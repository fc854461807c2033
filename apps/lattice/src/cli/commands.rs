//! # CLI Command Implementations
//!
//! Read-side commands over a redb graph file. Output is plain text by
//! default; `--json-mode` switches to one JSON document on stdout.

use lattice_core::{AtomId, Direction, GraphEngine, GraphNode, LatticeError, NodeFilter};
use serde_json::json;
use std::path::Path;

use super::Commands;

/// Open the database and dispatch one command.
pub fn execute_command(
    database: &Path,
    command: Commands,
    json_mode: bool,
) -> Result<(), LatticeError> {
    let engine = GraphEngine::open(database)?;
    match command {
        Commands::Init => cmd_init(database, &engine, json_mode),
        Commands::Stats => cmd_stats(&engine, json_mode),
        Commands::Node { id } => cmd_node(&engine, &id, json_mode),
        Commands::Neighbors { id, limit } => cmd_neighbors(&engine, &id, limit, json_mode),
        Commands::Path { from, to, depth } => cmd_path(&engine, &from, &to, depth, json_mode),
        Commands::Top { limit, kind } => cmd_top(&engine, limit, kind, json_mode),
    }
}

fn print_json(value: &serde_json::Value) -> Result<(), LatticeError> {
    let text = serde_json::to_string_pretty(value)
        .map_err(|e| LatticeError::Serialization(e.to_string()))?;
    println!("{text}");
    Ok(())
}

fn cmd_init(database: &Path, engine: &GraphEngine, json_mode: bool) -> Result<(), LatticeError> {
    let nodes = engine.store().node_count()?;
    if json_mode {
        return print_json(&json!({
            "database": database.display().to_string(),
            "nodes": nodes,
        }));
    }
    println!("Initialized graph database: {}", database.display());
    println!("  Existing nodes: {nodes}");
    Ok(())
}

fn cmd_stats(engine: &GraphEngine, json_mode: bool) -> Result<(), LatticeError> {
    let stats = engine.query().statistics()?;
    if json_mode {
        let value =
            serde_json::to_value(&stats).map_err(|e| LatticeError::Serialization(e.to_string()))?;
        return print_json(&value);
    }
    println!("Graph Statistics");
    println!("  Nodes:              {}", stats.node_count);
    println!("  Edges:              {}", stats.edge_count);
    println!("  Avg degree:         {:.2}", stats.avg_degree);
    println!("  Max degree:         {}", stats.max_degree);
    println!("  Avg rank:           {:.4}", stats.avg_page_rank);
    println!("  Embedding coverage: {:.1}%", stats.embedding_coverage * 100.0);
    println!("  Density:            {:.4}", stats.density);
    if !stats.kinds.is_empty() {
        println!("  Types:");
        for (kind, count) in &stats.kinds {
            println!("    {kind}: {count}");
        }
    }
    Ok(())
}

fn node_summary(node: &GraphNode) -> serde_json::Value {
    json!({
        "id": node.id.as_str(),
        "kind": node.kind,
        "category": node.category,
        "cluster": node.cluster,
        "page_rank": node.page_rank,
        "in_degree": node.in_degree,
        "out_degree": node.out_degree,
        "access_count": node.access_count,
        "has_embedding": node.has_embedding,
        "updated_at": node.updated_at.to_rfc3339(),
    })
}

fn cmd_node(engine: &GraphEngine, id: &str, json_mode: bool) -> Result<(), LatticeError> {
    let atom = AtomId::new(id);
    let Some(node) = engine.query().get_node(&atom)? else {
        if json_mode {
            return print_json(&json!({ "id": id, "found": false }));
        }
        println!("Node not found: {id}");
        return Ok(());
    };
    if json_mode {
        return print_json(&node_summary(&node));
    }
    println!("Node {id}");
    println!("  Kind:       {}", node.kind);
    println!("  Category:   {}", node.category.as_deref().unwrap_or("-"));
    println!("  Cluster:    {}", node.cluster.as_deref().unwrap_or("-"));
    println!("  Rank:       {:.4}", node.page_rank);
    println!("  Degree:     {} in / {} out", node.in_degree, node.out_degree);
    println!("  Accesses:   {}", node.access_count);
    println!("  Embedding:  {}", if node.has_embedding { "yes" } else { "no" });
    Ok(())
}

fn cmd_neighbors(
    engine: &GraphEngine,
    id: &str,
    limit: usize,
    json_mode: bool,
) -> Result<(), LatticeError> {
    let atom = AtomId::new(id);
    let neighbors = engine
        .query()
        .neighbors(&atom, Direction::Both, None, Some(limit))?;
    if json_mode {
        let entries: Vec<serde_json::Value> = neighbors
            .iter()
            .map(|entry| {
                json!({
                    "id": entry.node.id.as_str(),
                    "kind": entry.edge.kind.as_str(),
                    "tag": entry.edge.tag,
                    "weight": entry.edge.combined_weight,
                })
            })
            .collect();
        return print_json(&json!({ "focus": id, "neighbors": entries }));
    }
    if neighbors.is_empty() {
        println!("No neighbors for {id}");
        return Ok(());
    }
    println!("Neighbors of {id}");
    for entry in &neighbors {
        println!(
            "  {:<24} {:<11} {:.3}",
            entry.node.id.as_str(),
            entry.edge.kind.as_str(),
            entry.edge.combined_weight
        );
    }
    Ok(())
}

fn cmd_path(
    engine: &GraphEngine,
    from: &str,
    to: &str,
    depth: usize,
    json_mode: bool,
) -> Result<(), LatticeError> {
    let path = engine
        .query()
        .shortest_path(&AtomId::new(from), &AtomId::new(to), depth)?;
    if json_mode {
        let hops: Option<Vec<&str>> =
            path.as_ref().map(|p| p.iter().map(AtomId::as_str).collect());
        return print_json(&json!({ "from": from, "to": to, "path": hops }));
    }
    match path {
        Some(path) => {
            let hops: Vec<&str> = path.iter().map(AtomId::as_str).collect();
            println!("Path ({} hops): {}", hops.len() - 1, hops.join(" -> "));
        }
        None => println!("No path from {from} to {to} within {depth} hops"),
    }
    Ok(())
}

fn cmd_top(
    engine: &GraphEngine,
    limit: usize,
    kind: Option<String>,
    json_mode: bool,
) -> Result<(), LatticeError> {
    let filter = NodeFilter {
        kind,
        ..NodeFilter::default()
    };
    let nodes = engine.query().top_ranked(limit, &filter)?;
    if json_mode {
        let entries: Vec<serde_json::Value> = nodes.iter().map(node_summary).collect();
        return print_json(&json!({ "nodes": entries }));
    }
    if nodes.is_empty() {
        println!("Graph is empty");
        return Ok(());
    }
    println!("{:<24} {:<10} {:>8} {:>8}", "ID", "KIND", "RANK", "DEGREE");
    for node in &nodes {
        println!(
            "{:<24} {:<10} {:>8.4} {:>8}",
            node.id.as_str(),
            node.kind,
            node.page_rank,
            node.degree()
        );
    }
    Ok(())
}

○ ○ ○

### [Instructions for the task]
Every line above that holds the string "iter" should be copied out.

### [Result]
            .iter()
            path.as_ref().map(|p| p.iter().map(AtomId::as_str).collect());
            let hops: Vec<&str> = path.iter().map(AtomId::as_str).collect();
        let entries: Vec<serde_json::Value> = nodes.iter().map(node_summary).collect();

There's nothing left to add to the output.